Im Wallis waren Kalender schon seit 1803 bekannt. Es gab im 19. Jahrhundert einen "Walliser Hauskalender". Und seit 1910 erschien auch ein "Volkskalender von Freiburg und Wallis". Um 1930 war man dann aber der Ansicht, dass unser Land in diesem Kalender zu wenig berücksichtigt sei, und man dachte deshalb an die Gründung eines eigenen Kalenders. Dies vor allem auch deshalb, weil der in Sitten herausgegebene St. Jodernkalender einer Druckerei Aymon "nichts Rechtes" biete. Treibende Kraft für die Gründung des Walliser Jahrbuches war Domherr Josef Werlen, ein gebürtiger Lötschentaler. Er verbreitete einen Gründungsaufruf. Darin hiess es: "Wir wollen einen Walliser Kalender, der den Anforderungen unseres Volkes entspricht. Wir wollen ein einheimisches Organ zur Veröffentlichung von Beiträgen von Walliser Autoren.

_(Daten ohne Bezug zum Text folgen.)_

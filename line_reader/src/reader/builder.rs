// Copyright (c) 2025 R3BL LLC. Licensed under Apache License, Version 2.0.

use std::{fmt::{Debug, Formatter, Result as FmtResult},
          sync::Arc};

use super::{EditState, ScreenState};
use crate::{Completer, CrosstermKeySource, DefaultExpander, DefaultHighlighter,
            DefaultParser, EditMode, Expander, Highlighter, History, InputDevice, KeyMaps,
            KeySource, LineReader, LineReaderConfig, LineReaderOption, MemoryHistory,
            Options, OutputDevice, Parser, ReadlineError, UndoCoalescing, VariableValue,
            Variables, WidgetRegistry, WidgetResult, default_keymaps};

/// Assembles a [`LineReader`]. Anything not set gets a default: the terminal for input
/// and output, [`MemoryHistory`], [`DefaultParser`], [`DefaultHighlighter`],
/// [`DefaultExpander`], the default keymaps, and no completer.
///
/// ```rust
/// use r3bl_line_reader::{LineReader, LineReaderOption, OutputDevice, ScriptedKeySource};
///
/// let (output, _stdout_mock) = OutputDevice::new_mock();
/// let reader = LineReader::builder()
///     .set_key_source(ScriptedKeySource::from_text("ls\r"))
///     .set_output_device(output)
///     .set_option(LineReaderOption::CaseInsensitive, true)
///     .set_variable("bell-style", "none")
///     .build()
///     .unwrap();
/// assert!(reader.is_set(LineReaderOption::CaseInsensitive));
/// ```
pub struct LineReaderBuilder {
    input: Option<InputDevice>,
    output: Option<OutputDevice>,
    keymaps: Option<KeyMaps>,
    history: Option<Box<dyn History>>,
    completer: Option<Box<dyn Completer>>,
    parser: Option<Box<dyn Parser>>,
    highlighter: Option<Box<dyn Highlighter>>,
    expander: Option<Box<dyn Expander>>,
    config: Option<LineReaderConfig>,
    options: Vec<(LineReaderOption, bool)>,
    variables: Vec<(String, VariableValue)>,
    widgets: WidgetRegistry,
}

impl Debug for LineReaderBuilder {
    fn fmt(&self, f: &mut Formatter<'_>) -> FmtResult {
        f.debug_struct("LineReaderBuilder")
            .field("config", &self.config)
            .field("options", &self.options)
            .field("variables", &self.variables)
            .field("widgets", &self.widgets)
            .finish_non_exhaustive()
    }
}

impl Default for LineReaderBuilder {
    fn default() -> Self {
        Self {
            input: None,
            output: None,
            keymaps: None,
            history: None,
            completer: None,
            parser: None,
            highlighter: None,
            expander: None,
            config: None,
            options: vec![],
            variables: vec![],
            widgets: WidgetRegistry::new(),
        }
    }
}

impl LineReaderBuilder {
    #[must_use]
    pub fn new() -> Self { Self::default() }

    #[must_use]
    pub fn set_key_source(mut self, key_source: impl KeySource + 'static) -> Self {
        self.input = Some(InputDevice::new(key_source));
        self
    }

    #[must_use]
    pub fn set_input_device(mut self, input: InputDevice) -> Self {
        self.input = Some(input);
        self
    }

    #[must_use]
    pub fn set_output_device(mut self, output: OutputDevice) -> Self {
        self.output = Some(output);
        self
    }

    /// Start from these keymaps instead of [`default_keymaps`].
    #[must_use]
    pub fn set_keymaps(mut self, keymaps: KeyMaps) -> Self {
        self.keymaps = Some(keymaps);
        self
    }

    #[must_use]
    pub fn set_history(mut self, history: impl History + 'static) -> Self {
        self.history = Some(Box::new(history));
        self
    }

    #[must_use]
    pub fn set_completer(mut self, completer: impl Completer + 'static) -> Self {
        self.completer = Some(Box::new(completer));
        self
    }

    #[must_use]
    pub fn set_parser(mut self, parser: impl Parser + 'static) -> Self {
        self.parser = Some(Box::new(parser));
        self
    }

    #[must_use]
    pub fn set_highlighter(mut self, highlighter: impl Highlighter + 'static) -> Self {
        self.highlighter = Some(Box::new(highlighter));
        self
    }

    #[must_use]
    pub fn set_expander(mut self, expander: impl Expander + 'static) -> Self {
        self.expander = Some(Box::new(expander));
        self
    }

    /// Applied before the individual options and variables below, so those win.
    #[must_use]
    pub fn set_config(mut self, config: LineReaderConfig) -> Self {
        self.config = Some(config);
        self
    }

    #[must_use]
    pub fn set_option(mut self, option: LineReaderOption, value: bool) -> Self {
        self.options.push((option, value));
        self
    }

    #[must_use]
    pub fn set_variable(mut self, name: &str, value: impl Into<VariableValue>) -> Self {
        self.variables.push((name.to_string(), value.into()));
        self
    }

    #[must_use]
    pub fn set_widget(
        mut self,
        name: &str,
        widget: impl Fn(&mut LineReader) -> WidgetResult + Send + Sync + 'static,
    ) -> Self {
        self.widgets.register(name, Arc::new(widget));
        self
    }

    /// Falls back to the terminal (raw mode) and stdout for devices that were not set.
    ///
    /// # Errors
    ///
    /// Returns an error if the config is invalid or raw mode can't be entered.
    pub fn build(self) -> Result<LineReader, ReadlineError> {
        let input = match self.input {
            Some(input) => input,
            None => InputDevice::new(CrosstermKeySource::try_new()?),
        };
        let output = self.output.unwrap_or_else(OutputDevice::new_stdout);

        let mut keymaps = self.keymaps.unwrap_or_else(default_keymaps);
        let mut options = Options::new();
        let mut variables = Variables::new();
        let mut undo_coalescing = UndoCoalescing::default();
        if let Some(config) = &self.config {
            config.apply(&mut options, &mut variables, &mut keymaps)?;
            undo_coalescing = config.undo_coalescing.unwrap_or_default();
        }
        for (option, value) in self.options {
            options.set_to(option, value);
        }
        for (name, value) in self.variables {
            variables.set(&name, value);
        }

        tracing::debug!(
            message = "line reader built",
            is_mock = output.is_mock,
            widgets = self.widgets.len(),
            has_completer = self.completer.is_some()
        );

        let history = self
            .history
            .unwrap_or_else(|| Box::new(MemoryHistory::new()));
        Ok(LineReader {
            input,
            output,
            keymaps,
            options,
            variables,
            widgets: self.widgets,
            local_history_start: history.len(),
            history,
            completer: self.completer,
            parser: self
                .parser
                .unwrap_or_else(|| Box::new(DefaultParser::default())),
            highlighter: self
                .highlighter
                .unwrap_or_else(|| Box::new(DefaultHighlighter)),
            expander: self.expander.unwrap_or_else(|| Box::new(DefaultExpander)),
            undo_coalescing,
            screen: ScreenState::default(),
            state: EditState::new(EditMode::Emacs, undo_coalescing),
            bell_count: 0,
        })
    }

    /// Like [`LineReaderBuilder::build`], but always reads the terminal and writes
    /// stdout, ignoring any devices that were set.
    ///
    /// # Errors
    ///
    /// See [`LineReaderBuilder::build`].
    pub fn build_for_terminal(mut self) -> Result<LineReader, ReadlineError> {
        self.input = Some(InputDevice::new(CrosstermKeySource::try_new()?));
        self.output = Some(OutputDevice::new_stdout());
        self.build()
    }
}

#[cfg(test)]
mod tests {
    use super::*;
    use crate::{ScriptedKeySource, variable_names};
    use pretty_assertions::assert_eq;

    #[test]
    fn test_individual_settings_win_over_config() {
        let config = LineReaderConfig::from_json_str(
            r#"{ "options": { "AUTO_MENU": false }, "variables": { "bell-style": "visible" } }"#,
        )
        .unwrap();
        let (output, _) = OutputDevice::new_mock();
        let reader = LineReaderBuilder::new()
            .set_key_source(ScriptedKeySource::default())
            .set_output_device(output)
            .set_config(config)
            .set_option(LineReaderOption::AutoMenu, true)
            .set_variable(variable_names::BELL_STYLE, "none")
            .set_widget("noop", |_reader| Ok(true))
            .build()
            .unwrap();

        assert!(reader.is_set(LineReaderOption::AutoMenu));
        assert_eq!(reader.variables().get_string(variable_names::BELL_STYLE, ""), "none");
        assert!(reader.widgets().contains("noop"));
        assert_eq!(reader.mode(), EditMode::Emacs);
    }

    #[test]
    fn test_bad_config_fails_the_build() {
        let config = LineReaderConfig::from_json_str(r#"{ "editing-mode": "ed" }"#).unwrap();
        let (output, _) = OutputDevice::new_mock();
        let result = LineReaderBuilder::new()
            .set_key_source(ScriptedKeySource::default())
            .set_output_device(output)
            .set_config(config)
            .build();
        assert!(matches!(result, Err(ReadlineError::Config(_))));
    }
}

Es soll Kenntnisse über unsere Heimat, ihre Gestaltung und Geschichte, ihre Einrichtungen und Errungenschaften, ihre Werke und Schätze verbreiten, Sinn für unsere eigene Arbeit und Kunst, für Selbsthilfe und Fortschrit auf allen Gebieten wecken". Als Inhalt sah man: "Kalendarium, Schöne Literatur, Geschichte und Geographie, Kunst, Religion, Recht, Heilkunde, Naturheilkunde, Land- und Hauswirtschaft, Schule, Fürsorge und Wohltätigkeit, Vereine, Presse, Chroniken, Statistiken (Behörden, Verstorbene), Anzeigen usw." Der erste Band des Walliser Jahrbuches erschien 1932.
Registerband zum Walliser Jahrbuch 1932-2000, Visp 2001.